Venture Firms Pump $17.4 Million into Morrisville, N.C., Semiconductor Maker

May 28–A group of venture capitalists put new zip into Ziptronix, a fledgling semiconductor innovator in the Triangle.

The Morrisville company closed Tuesday on a $17.4 million infusion from Grotech Capital Group, a Maryland-based firm, and Intersouth Partners of Durham. Other investors included Research Triangle Ventures, MCNC Enterprise Fund and Research Triangle Institute, which spun off Ziptronix in 2000.

Ziptronics uses a patented molecular bonding process to make semiconductor circuits in three dimensions rather than on a single surface. The result is a smaller chip that consumes less power, an advantage in wireless devices. Ziptronix also sells bonded semiconductor layers.

With the venture capital infusion, the company will expand its manufacturing by finishing its clean room and hiring more workers to supplement its current 26 employees, said Doug Milner, CEO of the privately held company. It also will hire a team to complete its design and production of the three-dimensional chips.

“The full attention of our management team can now be focused on the operations part of our business,” Milner said, after devoting much of the past year to business presentations to potential investors.

The capital is a second round for Ziptronix after an initial $6.5 million in early 2001 from Alliance Technology Ventures and Xilinx Corp., both of whom also participated in the latest financing.

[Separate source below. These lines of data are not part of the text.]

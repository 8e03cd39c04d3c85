//! Command flow through the assembled service.

use std::sync::Arc;
use std::time::Duration;

use autodiag_errors::PredictionErrorKind;
use autodiag_prediction::{
    PredictionConfig, PredictionError, PredictionOrchestrator, PredictionResult, PredictionStatus,
};
use autodiag_service::render;
use autodiag_service::{Command, CommandOutcome, DiagnosticsService};
use autodiag_telemetry::{FixedRandom, SimulationConfig, TelemetrySimulator};
use autodiag_test_helpers::prelude::*;
use tokio::task::JoinHandle;

type Service = DiagnosticsService<Arc<MockCapability>, FixedRandom>;

fn service(capability: &Arc<MockCapability>, credential: Option<&str>) -> Service {
    let simulator = must_with(
        TelemetrySimulator::with_random(SimulationConfig::default(), FixedRandom::new(0.5)),
        "default simulation config",
    );
    let orchestrator = PredictionOrchestrator::new(
        Arc::clone(capability),
        PredictionConfig::default(),
        credential.map(str::to_string),
    );
    DiagnosticsService::new(simulator, orchestrator)
}

type Prediction = JoinHandle<Result<PredictionResult, PredictionError>>;

fn started(outcome: CommandOutcome) -> Result<Prediction, Box<dyn std::error::Error>> {
    match outcome {
        CommandOutcome::PredictionStarted(handle) => Ok(handle),
        other => Err(format!("expected a started prediction, got {other:?}").into()),
    }
}

#[tokio::test]
async fn second_request_is_refused_while_running() -> TestResult {
    let (mock, gate) = MockCapability::returning(valid_prediction_json()).gated();
    let capability = Arc::new(mock);
    let svc = service(&capability, Some("key"));
    let mut status = svc.subscribe_status();

    let first = started(svc.handle(Command::RunPrediction))?;
    status.wait_for(PredictionStatus::is_running).await?;

    assert!(matches!(
        svc.handle(Command::RunPrediction),
        CommandOutcome::PredictionRefused
    ));
    assert_eq!(svc.run_prediction().await, Err(PredictionError::AlreadyRunning));
    assert_eq!(capability.calls(), 1);
    assert!(svc.status().is_running());

    gate.notify_one();
    let result = first.await??;
    assert_eq!(result.fault_code.as_str(), "P0524");
    assert_eq!(svc.status().result(), Some(&result));

    gate.notify_one();
    let again = started(svc.handle(Command::RunPrediction))?;
    again.await??;
    assert_eq!(capability.calls(), 2);
    Ok(())
}

#[tokio::test]
async fn missing_credential_fails_without_calling() -> TestResult {
    let capability = Arc::new(MockCapability::returning(valid_prediction_json()));
    let svc = service(&capability, None);

    match svc.handle(Command::RunPrediction) {
        CommandOutcome::PredictionFailed(err) => {
            assert_eq!(err.kind(), PredictionErrorKind::Configuration);
        }
        other => return Err(format!("expected a failed prediction, got {other:?}").into()),
    }
    assert_eq!(capability.calls(), 0);
    assert!(!svc.status().is_running());

    let json = render::status_json(&svc.status());
    assert_eq!(json["status"], "failed");
    assert_eq!(json["error"]["kind"], "configuration");
    assert_contains!(
        json["error"]["message"].as_str().unwrap_or_default(),
        "API_KEY"
    );
    Ok(())
}

#[tokio::test(flavor = "multi_thread", worker_threads = 2)]
async fn back_to_back_requests_claim_one_flight() -> TestResult {
    let (mock, gate) = MockCapability::returning(valid_prediction_json()).gated();
    let capability = Arc::new(mock);
    let svc = service(&capability, Some("key"));

    // no yield between the two commands, so the spawned task may not have run yet
    let first = started(svc.handle(Command::RunPrediction))?;
    assert!(svc.status().is_running());
    assert!(matches!(
        svc.handle(Command::RunPrediction),
        CommandOutcome::PredictionRefused
    ));
    assert!(capability.calls() <= 1);

    gate.notify_one();
    first.await??;
    assert_eq!(capability.calls(), 1);
    assert!(svc.status().is_finished());
    Ok(())
}

#[tokio::test]
async fn transport_failure_is_reported_in_status() -> TestResult {
    let capability = Arc::new(MockCapability::failing(PredictionError::transport(
        "503 Service Unavailable: model overloaded",
    )));
    let svc = service(&capability, Some("key"));

    let err = must_err(started(svc.handle(Command::RunPrediction))?.await?);
    assert_eq!(err.kind(), PredictionErrorKind::Transport);
    assert_eq!(svc.status().error(), Some(&err));

    let requests = capability.requests();
    assert_eq!(requests.len(), 1);
    assert_contains!(
        &must_some(requests.first(), "one request").prompt,
        "Current Sensor Data:"
    );

    let json = render::status_json(&svc.status());
    assert_eq!(json["status"], "failed");
    assert_eq!(json["error"]["kind"], "transport");
    assert_contains!(
        json["error"]["message"].as_str().unwrap_or_default(),
        "model overloaded"
    );
    Ok(())
}

#[tokio::test(start_paused = true)]
async fn ticks_continue_while_prediction_runs() -> TestResult {
    let (mock, gate) = MockCapability::returning(valid_prediction_json()).gated();
    let capability = Arc::new(mock);
    let svc = service(&capability, Some("key"));
    let ticker = svc.spawn_ticker();

    let handle = started(svc.handle(Command::RunPrediction))?;
    tokio::time::sleep(Duration::from_millis(4500)).await;
    assert_eq!(svc.tick_count(), 2);
    assert!(svc.status().is_running());

    gate.notify_one();
    handle.await??;
    svc.shutdown();
    assert_eq!(ticker.await?, 2);
    Ok(())
}

#[tokio::test]
async fn fault_reaches_the_prompt_and_the_gauges() -> TestResult {
    let capability = Arc::new(MockCapability::returning(prediction_json_with("Critical", 0.97)));
    let svc = service(&capability, Some("key"));

    assert!(matches!(
        svc.handle(Command::InjectFault),
        CommandOutcome::FaultInjected
    ));
    let text = render::snapshot_text(&svc.snapshot());
    assert_contains!(text, "[ALARM]");

    let result = started(svc.handle(Command::RunPrediction))?.await??;
    assert_eq!(result.severity.as_str(), "Critical");

    let prompt = must_some(capability.last_request(), "request recorded").prompt;
    assert_contains!(&prompt, "- Engine Temperature: 115.0°C");
    assert_contains!(&prompt, "- Oil Pressure: 25.0 PSI");
    assert_contains!(&prompt, "- Battery Voltage: 11.90V");
    assert_eq!(capability.keys(), vec!["key".to_string()]);
    Ok(())
}
//! Input validation error types.
//!
//! This module provides error types for validation failures (range checks,
//! format checks, enum membership) and [`SchemaViolations`], the set of every
//! violation found while checking one capability response.

use core::fmt;

use crate::common::ErrorSeverity;

/// Validation error types.
#[derive(Debug, Clone, PartialEq, thiserror::Error)]
pub enum ValidationError {
    /// Value out of range
    #[error("{field} value {value} is out of range [{min}, {max}]")]
    OutOfRange {
        /// Field name
        field: String,
        /// The invalid value
        value: String,
        /// Minimum allowed value
        min: String,
        /// Maximum allowed value
        max: String,
    },

    /// Value is required but missing
    #[error("Required field '{0}' is missing")]
    Required(String),

    /// String value is present but empty
    #[error("Field '{0}' must not be empty")]
    Empty(String),

    /// Numeric value is NaN or infinite
    #[error("Field '{0}' must be a finite number")]
    NotFinite(String),

    /// Invalid format
    #[error("Invalid format for field '{field}': {reason}")]
    InvalidFormat {
        /// Field name
        field: String,
        /// Reason for the format error
        reason: String,
    },

    /// Invalid enum value
    #[error("Invalid value '{value}' for field '{field}', expected one of: {expected}")]
    InvalidEnumValue {
        /// Field name
        field: String,
        /// The invalid value
        value: String,
        /// Expected values
        expected: String,
    },

    /// Constraint violation
    #[error("Constraint violation: {0}")]
    ConstraintViolation(String),
}

impl ValidationError {
    /// Get the error severity.
    pub fn severity(&self) -> ErrorSeverity {
        ErrorSeverity::Error
    }

    /// Name of the offending field, when the violation is tied to one.
    pub fn field(&self) -> Option<&str> {
        match self {
            ValidationError::OutOfRange { field, .. }
            | ValidationError::InvalidFormat { field, .. }
            | ValidationError::InvalidEnumValue { field, .. } => Some(field),
            ValidationError::Required(field)
            | ValidationError::Empty(field)
            | ValidationError::NotFinite(field) => Some(field),
            ValidationError::ConstraintViolation(_) => None,
        }
    }

    /// Create an out of range error for a numeric value.
    pub fn out_of_range<T: fmt::Debug>(field: impl Into<String>, value: T, min: T, max: T) -> Self {
        ValidationError::OutOfRange {
            field: field.into(),
            value: format!("{value:?}"),
            min: format!("{min:?}"),
            max: format!("{max:?}"),
        }
    }

    /// Create a required field error.
    pub fn required(field: impl Into<String>) -> Self {
        ValidationError::Required(field.into())
    }

    /// Create an empty string error.
    pub fn empty(field: impl Into<String>) -> Self {
        ValidationError::Empty(field.into())
    }

    /// Create a non-finite number error.
    pub fn not_finite(field: impl Into<String>) -> Self {
        ValidationError::NotFinite(field.into())
    }

    /// Create an invalid format error.
    pub fn invalid_format(field: impl Into<String>, reason: impl Into<String>) -> Self {
        ValidationError::InvalidFormat {
            field: field.into(),
            reason: reason.into(),
        }
    }

    /// Create an invalid enum value error.
    pub fn invalid_enum(
        field: impl Into<String>,
        value: impl Into<String>,
        expected: impl Into<String>,
    ) -> Self {
        ValidationError::InvalidEnumValue {
            field: field.into(),
            value: value.into(),
            expected: expected.into(),
        }
    }

    /// Create a constraint violation error.
    pub fn constraint(msg: impl Into<String>) -> Self {
        ValidationError::ConstraintViolation(msg.into())
    }
}

/// Every violation found while checking one payload, in field order.
#[derive(Debug, Clone, Default, PartialEq)]
pub struct SchemaViolations(Vec<ValidationError>);

impl SchemaViolations {
    /// A set holding exactly one violation.
    pub fn single(violation: ValidationError) -> Self {
        Self(vec![violation])
    }

    /// Record another violation.
    pub fn push(&mut self, violation: ValidationError) {
        self.0.push(violation);
    }

    /// Number of violations recorded.
    pub fn len(&self) -> usize {
        self.0.len()
    }

    /// True when no violation was recorded.
    pub fn is_empty(&self) -> bool {
        self.0.is_empty()
    }

    /// Iterate over the recorded violations.
    pub fn iter(&self) -> impl Iterator<Item = &ValidationError> {
        self.0.iter()
    }

    /// True when a violation was recorded against `field`.
    pub fn touches(&self, field: &str) -> bool {
        self.0.iter().any(|v| v.field() == Some(field))
    }
}

impl fmt::Display for SchemaViolations {
    fn fmt(&self, f: &mut fmt::Formatter<'_>) -> fmt::Result {
        if self.0.is_empty() {
            return write!(f, "no violations");
        }
        for (i, violation) in self.0.iter().enumerate() {
            if i > 0 {
                write!(f, "; ")?;
            }
            write!(f, "{violation}")?;
        }
        Ok(())
    }
}

impl std::error::Error for SchemaViolations {}

impl From<ValidationError> for SchemaViolations {
    fn from(violation: ValidationError) -> Self {
        Self::single(violation)
    }
}

#[cfg(test)]
mod tests {
    use super::*;

    #[test]
    fn test_validation_error_out_of_range() {
        let err = ValidationError::out_of_range("confidence", 1.4_f64, 0.0, 1.0);
        let msg = err.to_string();
        assert!(msg.contains("confidence"));
        assert!(msg.contains("1.4"));
    }

    #[test]
    fn test_validation_error_required() {
        let err = ValidationError::required("faultCode");
        assert_eq!(err.to_string(), "Required field 'faultCode' is missing");
    }

    #[test]
    fn test_validation_error_invalid_enum() {
        let err = ValidationError::invalid_enum("severity", "Extreme", "Low, Medium, High, Critical");
        let msg = err.to_string();
        assert!(msg.contains("Extreme"));
        assert!(msg.contains("Low, Medium, High, Critical"));
        assert_eq!(err.field(), Some("severity"));
    }

    #[test]
    fn test_violations_join_in_order() {
        let mut violations = SchemaViolations::default();
        assert!(violations.is_empty());
        violations.push(ValidationError::empty("recommendation"));
        violations.push(ValidationError::not_finite("confidence"));

        assert_eq!(
            violations.to_string(),
            "Field 'recommendation' must not be empty; Field 'confidence' must be a finite number"
        );
        assert!(violations.touches("confidence"));
        assert!(!violations.touches("severity"));
    }

    #[test]
    fn test_validation_error_severity() {
        assert_eq!(
            ValidationError::required("test").severity(),
            ErrorSeverity::Error
        );
    }
}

The investment may also mean other tech startups could emerge from recent years’ capital doldrums, said Milner and Monica Doss, president of the Council for Entrepreneurial Development. “It is definitely very significant funding in that industry,” Doss said. “No one is throwing money at anything they don’t feel good about.”

In fact, the sum is the largest privately raised so far this year by a Triangle company, Milner said. For early-stage products and services in the local tech sector, it may be an even longer record, Doss indicated. Last year, Pinpoint Networks, a Durham company that provides software and services for wireless networking, raised $12 million in venture capital, she said.

That was nearly equal to the total venture capital, $12.4 million, raised by RTP-area semiconductor firms in all of 2002, according to data from Ernst & Young and VentureOne. The sector’s financing fell by 77 percent in 2002 from $55.1 million in 2001.

Meanwhile, in all industry groups in the Triangle, new venture capital fell only 8.7 percent, from $392.4 million in 2001 to $358.2 million in 2002.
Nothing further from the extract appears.